→ What to produce
Each line from the one holding "pub mod state;" to the last line below must be written out exactly, with no other output.

→ Exercise data
pub mod credentials;
pub mod endpoints;
pub mod manager;
pub mod scopes;
pub mod state;

pub use endpoints::{GoogleOauthEndpoints, GoogleUserInfo, build_http_client};
pub use manager::{AuthenticatedClient, GoogleAuthManager, RefreshOutcome};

→ Result of this task
pub mod state;

pub use endpoints::{GoogleOauthEndpoints, GoogleUserInfo, build_http_client};
pub use manager::{AuthenticatedClient, GoogleAuthManager, RefreshOutcome};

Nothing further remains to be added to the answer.